__Your assignment__
Read the records below and copy each line that contains "index".

__Data extract__
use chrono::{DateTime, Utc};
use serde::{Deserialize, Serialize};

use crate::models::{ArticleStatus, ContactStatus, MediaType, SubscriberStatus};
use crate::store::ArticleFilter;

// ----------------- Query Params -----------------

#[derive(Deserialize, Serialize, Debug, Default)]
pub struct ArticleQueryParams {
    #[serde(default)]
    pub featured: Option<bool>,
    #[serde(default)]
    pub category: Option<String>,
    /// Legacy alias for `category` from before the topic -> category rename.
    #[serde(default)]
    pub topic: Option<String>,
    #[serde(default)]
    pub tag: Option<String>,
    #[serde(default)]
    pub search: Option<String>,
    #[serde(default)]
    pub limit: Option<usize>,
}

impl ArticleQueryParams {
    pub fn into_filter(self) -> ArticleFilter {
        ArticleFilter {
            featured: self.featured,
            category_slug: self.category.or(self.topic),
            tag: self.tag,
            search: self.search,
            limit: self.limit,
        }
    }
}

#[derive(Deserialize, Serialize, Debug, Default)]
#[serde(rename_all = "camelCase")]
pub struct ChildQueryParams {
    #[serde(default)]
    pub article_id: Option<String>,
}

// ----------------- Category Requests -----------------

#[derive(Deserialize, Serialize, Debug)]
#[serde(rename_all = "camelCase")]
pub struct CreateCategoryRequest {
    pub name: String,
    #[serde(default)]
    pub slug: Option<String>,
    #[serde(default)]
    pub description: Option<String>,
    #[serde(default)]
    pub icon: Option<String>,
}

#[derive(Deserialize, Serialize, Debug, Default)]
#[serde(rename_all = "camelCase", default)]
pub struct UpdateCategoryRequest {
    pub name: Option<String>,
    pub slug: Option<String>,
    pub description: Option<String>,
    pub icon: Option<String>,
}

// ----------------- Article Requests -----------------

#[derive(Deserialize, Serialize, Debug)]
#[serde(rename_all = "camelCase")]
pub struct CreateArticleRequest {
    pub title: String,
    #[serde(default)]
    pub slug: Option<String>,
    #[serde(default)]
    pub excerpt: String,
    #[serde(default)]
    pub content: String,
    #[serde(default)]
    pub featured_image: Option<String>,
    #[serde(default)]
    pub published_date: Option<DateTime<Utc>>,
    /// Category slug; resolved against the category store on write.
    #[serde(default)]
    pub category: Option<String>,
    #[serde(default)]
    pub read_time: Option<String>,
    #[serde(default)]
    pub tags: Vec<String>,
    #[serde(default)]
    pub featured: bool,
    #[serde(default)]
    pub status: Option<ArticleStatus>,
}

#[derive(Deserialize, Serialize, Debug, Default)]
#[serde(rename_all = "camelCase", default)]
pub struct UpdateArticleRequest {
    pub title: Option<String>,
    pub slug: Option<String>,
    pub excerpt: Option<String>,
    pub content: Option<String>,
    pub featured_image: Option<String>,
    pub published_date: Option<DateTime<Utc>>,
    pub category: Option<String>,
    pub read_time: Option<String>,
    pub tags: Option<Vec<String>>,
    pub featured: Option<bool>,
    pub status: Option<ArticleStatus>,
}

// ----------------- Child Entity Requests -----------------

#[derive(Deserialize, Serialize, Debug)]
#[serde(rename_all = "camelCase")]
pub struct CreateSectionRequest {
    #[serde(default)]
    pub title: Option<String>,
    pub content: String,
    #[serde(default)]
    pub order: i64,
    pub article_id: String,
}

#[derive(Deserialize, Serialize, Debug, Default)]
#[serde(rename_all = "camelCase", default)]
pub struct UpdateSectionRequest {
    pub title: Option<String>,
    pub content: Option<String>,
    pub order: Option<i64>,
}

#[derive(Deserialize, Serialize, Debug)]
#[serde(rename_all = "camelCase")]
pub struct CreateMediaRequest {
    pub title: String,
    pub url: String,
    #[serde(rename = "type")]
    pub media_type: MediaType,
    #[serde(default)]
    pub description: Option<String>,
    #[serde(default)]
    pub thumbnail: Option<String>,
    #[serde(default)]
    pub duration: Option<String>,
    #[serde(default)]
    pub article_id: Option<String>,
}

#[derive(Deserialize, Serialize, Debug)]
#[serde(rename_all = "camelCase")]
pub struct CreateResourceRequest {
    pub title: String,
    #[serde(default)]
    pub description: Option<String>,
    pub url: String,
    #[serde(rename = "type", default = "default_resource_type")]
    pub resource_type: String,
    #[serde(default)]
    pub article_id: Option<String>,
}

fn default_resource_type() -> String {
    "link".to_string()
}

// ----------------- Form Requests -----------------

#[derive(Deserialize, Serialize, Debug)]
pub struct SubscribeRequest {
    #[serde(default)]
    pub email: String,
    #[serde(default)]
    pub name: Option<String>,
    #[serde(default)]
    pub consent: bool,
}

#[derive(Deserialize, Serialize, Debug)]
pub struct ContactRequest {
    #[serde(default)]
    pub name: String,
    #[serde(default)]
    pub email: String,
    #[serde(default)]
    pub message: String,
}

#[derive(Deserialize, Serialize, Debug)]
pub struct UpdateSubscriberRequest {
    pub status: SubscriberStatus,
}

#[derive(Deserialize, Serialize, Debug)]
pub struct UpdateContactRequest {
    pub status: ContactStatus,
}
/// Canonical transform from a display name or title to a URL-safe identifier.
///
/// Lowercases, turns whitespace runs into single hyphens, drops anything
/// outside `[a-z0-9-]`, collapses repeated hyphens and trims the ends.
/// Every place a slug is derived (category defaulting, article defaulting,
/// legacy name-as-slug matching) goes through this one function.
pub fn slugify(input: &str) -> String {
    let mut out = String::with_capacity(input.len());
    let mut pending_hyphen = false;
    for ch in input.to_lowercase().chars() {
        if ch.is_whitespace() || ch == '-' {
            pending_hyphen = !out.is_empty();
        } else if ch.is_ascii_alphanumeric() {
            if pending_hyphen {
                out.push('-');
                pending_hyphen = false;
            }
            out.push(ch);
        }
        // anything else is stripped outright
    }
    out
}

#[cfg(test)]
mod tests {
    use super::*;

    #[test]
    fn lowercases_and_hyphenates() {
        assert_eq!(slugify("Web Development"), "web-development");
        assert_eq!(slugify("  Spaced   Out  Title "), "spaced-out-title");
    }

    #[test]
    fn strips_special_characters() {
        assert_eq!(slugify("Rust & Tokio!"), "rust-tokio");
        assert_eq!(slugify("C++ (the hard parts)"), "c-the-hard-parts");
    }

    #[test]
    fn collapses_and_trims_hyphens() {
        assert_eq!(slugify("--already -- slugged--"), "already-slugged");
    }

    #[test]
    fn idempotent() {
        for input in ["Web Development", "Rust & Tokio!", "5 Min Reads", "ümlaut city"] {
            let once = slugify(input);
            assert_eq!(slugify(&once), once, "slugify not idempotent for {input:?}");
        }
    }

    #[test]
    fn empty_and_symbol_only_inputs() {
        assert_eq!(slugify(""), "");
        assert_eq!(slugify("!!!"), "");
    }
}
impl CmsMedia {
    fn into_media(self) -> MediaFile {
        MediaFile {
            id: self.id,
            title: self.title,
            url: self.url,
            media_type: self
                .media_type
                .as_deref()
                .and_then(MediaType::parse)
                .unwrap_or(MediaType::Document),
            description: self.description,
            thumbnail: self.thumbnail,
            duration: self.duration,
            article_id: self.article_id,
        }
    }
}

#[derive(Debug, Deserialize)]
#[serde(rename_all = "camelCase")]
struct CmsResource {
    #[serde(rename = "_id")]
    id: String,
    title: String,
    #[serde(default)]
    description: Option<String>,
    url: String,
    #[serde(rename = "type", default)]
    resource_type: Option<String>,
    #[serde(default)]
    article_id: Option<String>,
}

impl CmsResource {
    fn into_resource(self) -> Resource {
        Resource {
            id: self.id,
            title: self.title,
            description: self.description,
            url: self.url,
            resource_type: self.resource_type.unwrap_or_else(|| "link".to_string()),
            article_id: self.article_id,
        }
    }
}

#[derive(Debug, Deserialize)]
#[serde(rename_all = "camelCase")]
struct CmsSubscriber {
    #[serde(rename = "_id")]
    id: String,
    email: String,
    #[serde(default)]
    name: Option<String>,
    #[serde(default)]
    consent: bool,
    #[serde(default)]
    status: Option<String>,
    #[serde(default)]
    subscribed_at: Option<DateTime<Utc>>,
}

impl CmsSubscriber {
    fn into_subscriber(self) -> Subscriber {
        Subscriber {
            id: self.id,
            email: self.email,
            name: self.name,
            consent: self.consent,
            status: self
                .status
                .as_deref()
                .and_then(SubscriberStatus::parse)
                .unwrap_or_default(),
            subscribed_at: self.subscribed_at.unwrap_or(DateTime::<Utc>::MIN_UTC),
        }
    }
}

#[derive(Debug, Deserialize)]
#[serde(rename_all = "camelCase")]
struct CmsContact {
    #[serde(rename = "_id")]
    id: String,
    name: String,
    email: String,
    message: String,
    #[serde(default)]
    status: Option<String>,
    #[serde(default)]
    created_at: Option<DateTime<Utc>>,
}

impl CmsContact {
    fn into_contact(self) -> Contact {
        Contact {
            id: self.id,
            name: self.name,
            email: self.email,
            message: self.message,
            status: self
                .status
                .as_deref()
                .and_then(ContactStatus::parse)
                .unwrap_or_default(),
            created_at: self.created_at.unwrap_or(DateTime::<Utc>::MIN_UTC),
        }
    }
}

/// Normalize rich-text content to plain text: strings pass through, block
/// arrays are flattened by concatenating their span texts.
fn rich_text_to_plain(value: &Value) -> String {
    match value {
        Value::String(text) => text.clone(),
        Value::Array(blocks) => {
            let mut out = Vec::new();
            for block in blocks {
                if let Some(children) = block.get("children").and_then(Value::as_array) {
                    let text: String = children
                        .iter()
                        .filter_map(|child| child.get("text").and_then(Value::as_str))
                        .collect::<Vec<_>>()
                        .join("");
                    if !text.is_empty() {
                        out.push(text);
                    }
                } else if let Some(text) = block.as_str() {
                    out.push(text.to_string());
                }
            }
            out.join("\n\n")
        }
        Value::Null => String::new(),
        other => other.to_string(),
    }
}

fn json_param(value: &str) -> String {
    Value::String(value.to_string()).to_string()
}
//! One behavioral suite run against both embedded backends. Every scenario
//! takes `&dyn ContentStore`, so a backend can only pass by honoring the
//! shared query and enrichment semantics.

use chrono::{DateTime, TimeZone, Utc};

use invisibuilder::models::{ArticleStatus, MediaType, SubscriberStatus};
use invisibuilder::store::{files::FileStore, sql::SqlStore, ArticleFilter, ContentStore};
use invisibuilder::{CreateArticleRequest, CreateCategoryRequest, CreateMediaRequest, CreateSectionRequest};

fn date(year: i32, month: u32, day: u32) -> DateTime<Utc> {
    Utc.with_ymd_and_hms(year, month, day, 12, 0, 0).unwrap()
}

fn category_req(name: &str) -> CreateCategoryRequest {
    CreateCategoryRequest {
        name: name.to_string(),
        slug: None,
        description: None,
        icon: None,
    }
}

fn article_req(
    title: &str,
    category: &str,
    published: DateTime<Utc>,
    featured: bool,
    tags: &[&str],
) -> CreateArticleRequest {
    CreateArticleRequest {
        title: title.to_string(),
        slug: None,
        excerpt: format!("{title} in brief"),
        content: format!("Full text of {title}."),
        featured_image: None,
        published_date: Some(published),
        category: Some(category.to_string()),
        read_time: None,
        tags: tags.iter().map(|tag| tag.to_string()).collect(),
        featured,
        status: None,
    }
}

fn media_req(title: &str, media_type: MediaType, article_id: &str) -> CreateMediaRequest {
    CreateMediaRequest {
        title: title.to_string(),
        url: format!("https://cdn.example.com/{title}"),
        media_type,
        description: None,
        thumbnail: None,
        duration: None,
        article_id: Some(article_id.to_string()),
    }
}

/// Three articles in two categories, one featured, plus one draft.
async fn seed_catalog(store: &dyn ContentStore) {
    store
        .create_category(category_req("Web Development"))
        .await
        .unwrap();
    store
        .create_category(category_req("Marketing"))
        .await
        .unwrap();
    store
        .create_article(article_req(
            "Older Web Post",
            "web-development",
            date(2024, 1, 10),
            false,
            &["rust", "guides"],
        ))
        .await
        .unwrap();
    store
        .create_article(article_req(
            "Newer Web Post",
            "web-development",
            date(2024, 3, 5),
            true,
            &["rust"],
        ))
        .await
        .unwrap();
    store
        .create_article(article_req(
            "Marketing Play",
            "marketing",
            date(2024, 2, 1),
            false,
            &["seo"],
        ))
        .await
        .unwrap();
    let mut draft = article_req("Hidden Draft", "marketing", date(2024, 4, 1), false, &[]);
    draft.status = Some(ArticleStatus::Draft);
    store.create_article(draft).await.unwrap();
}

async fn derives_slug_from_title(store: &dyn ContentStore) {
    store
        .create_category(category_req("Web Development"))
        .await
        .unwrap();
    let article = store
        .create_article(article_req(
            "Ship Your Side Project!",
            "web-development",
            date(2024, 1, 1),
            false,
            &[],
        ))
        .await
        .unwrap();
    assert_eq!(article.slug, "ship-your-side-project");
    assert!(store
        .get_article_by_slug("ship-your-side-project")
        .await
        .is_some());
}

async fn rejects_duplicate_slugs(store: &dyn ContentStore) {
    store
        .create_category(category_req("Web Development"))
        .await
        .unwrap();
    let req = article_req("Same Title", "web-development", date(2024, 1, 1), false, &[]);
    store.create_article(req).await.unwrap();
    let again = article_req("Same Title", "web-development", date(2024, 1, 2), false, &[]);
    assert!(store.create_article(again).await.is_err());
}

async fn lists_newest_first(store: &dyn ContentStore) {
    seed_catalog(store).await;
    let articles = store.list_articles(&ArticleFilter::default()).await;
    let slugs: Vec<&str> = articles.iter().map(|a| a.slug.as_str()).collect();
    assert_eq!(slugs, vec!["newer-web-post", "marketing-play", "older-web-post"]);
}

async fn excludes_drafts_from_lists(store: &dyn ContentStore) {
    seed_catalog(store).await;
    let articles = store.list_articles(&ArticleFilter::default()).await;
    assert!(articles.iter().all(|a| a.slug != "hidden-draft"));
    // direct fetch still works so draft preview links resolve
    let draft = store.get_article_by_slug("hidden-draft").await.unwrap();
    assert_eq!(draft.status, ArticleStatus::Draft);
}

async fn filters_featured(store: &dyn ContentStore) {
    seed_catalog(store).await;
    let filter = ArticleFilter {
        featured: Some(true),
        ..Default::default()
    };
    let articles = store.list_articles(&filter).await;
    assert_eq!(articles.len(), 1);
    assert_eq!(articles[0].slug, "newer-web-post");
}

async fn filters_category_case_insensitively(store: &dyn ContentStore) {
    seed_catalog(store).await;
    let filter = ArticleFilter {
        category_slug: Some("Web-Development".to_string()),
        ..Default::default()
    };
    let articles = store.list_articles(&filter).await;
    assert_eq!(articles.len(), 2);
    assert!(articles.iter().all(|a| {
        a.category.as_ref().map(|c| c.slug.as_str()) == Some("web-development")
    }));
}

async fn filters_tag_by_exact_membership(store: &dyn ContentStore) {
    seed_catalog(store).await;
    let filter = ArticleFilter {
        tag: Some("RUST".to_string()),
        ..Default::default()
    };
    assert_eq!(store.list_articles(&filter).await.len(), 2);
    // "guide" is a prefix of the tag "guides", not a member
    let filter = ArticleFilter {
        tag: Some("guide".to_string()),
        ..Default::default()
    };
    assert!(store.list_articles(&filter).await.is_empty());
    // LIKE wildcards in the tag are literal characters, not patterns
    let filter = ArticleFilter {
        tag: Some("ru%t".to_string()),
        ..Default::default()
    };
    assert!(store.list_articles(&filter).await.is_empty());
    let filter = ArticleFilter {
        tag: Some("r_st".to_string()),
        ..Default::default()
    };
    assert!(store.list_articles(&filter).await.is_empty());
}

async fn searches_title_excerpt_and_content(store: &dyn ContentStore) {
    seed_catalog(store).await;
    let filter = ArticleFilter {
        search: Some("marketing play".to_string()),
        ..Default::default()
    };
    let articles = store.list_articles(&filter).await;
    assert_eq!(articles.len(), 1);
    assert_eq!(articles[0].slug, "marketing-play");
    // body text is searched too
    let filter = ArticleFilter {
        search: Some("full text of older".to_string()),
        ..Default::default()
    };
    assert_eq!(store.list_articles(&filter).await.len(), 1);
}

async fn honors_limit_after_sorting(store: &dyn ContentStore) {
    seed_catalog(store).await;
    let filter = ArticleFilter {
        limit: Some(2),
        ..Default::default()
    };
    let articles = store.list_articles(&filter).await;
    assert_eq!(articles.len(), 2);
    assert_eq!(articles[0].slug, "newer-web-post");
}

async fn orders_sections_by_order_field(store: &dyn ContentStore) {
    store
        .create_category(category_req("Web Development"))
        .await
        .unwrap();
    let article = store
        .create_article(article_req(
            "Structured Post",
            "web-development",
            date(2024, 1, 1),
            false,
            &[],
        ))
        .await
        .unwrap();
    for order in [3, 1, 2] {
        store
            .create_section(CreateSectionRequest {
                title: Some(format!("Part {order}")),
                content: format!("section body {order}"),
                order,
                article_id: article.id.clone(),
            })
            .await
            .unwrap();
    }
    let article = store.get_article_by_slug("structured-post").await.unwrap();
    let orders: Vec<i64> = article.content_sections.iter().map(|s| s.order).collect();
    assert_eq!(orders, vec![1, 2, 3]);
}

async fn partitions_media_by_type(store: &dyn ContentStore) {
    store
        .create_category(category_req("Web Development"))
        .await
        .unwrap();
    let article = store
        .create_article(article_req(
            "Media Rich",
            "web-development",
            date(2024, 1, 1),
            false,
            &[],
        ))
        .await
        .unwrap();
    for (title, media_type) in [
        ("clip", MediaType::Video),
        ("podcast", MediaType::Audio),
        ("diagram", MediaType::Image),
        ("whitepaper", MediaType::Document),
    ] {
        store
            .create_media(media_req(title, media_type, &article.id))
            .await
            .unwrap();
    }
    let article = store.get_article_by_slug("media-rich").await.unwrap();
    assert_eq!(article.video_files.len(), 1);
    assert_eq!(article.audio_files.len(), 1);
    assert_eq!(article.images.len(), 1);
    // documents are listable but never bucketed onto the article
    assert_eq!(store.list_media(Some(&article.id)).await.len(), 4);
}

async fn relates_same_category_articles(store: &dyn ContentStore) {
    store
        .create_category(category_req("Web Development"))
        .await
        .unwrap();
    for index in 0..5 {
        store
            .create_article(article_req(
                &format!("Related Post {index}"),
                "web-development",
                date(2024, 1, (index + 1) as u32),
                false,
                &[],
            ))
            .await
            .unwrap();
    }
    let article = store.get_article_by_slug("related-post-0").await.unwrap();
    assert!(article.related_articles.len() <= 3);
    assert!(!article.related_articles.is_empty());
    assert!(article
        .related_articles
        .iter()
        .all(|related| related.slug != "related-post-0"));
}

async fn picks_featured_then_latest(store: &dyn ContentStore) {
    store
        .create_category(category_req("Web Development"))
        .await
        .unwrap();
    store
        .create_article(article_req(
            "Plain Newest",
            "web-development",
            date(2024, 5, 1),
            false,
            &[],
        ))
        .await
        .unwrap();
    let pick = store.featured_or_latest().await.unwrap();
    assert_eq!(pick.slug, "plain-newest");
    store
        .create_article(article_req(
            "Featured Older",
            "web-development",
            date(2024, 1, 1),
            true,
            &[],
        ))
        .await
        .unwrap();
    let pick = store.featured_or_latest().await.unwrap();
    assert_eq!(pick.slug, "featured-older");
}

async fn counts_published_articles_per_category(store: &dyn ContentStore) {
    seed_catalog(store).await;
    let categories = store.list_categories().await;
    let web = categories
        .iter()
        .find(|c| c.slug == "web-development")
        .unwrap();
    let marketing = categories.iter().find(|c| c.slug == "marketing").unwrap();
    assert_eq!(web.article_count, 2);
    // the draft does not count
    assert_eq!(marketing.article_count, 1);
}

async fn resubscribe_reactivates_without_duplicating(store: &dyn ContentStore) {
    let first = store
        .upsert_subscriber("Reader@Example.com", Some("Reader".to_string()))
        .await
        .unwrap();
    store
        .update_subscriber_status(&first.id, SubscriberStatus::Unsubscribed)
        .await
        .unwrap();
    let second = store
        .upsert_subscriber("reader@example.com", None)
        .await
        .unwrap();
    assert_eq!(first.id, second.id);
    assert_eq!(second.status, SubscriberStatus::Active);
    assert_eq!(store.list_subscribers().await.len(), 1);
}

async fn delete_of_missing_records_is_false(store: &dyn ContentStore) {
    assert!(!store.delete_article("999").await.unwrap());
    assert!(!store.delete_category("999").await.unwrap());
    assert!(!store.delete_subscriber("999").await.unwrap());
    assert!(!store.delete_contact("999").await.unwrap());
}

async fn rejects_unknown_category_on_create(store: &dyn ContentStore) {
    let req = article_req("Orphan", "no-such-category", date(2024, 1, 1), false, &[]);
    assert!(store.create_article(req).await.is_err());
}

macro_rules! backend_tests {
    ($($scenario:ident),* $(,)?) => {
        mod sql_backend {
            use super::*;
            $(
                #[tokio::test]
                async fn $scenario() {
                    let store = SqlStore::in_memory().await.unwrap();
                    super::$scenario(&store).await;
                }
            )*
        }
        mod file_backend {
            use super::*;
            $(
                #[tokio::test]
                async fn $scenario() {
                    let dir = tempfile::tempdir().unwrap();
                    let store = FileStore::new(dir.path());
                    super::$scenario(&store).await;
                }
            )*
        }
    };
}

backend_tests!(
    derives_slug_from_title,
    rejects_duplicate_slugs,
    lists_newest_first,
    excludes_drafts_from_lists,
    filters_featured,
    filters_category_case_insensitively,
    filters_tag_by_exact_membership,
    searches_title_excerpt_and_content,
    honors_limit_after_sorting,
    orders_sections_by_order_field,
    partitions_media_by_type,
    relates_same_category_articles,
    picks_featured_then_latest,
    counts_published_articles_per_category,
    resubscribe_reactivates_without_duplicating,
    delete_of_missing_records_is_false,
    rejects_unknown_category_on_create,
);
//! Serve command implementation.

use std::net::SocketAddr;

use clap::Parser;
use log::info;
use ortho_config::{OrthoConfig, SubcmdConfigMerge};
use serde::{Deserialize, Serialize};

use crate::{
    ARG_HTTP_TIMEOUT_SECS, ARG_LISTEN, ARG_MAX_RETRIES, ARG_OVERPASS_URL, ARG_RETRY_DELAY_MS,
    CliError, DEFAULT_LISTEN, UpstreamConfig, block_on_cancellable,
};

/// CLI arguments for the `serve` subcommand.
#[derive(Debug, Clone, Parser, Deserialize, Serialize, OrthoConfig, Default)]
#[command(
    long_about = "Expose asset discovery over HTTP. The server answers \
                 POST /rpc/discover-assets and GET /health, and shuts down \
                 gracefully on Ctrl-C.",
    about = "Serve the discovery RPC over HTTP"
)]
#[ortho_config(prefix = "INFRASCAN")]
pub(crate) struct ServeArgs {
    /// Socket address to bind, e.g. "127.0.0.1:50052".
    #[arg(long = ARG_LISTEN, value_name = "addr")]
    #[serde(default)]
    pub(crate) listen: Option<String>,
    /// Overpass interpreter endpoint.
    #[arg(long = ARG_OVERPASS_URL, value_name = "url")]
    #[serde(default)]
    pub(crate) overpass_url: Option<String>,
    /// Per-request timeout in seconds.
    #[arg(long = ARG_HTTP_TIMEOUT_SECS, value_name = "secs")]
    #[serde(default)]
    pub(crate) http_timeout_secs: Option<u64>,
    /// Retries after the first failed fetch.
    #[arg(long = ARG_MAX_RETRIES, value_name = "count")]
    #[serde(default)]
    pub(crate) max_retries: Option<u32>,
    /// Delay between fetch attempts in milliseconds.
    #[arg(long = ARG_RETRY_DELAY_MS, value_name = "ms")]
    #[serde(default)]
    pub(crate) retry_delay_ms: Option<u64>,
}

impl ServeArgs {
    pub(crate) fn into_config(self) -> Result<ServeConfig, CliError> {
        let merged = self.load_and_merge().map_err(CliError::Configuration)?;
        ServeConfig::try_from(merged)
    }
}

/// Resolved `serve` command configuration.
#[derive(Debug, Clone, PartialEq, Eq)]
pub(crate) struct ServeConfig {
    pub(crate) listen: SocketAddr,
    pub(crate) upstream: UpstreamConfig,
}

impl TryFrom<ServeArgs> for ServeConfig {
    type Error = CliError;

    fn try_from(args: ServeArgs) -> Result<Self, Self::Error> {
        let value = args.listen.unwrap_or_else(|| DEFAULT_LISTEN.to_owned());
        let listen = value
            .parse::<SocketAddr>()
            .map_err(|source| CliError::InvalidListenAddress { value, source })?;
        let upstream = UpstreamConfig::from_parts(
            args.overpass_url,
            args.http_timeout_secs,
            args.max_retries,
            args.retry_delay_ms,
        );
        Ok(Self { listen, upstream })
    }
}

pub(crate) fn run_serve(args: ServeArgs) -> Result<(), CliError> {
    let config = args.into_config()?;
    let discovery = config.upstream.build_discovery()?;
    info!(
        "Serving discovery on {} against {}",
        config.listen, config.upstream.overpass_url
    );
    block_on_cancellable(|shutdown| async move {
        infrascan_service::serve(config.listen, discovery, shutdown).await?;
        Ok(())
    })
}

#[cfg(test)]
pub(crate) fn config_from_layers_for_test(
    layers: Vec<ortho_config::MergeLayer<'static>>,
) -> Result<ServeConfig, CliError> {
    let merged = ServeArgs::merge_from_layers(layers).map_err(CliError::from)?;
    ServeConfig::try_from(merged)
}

__Answer to the problem__
    for index in 0..5 {
                &format!("Related Post {index}"),
                date(2024, 1, (index + 1) as u32),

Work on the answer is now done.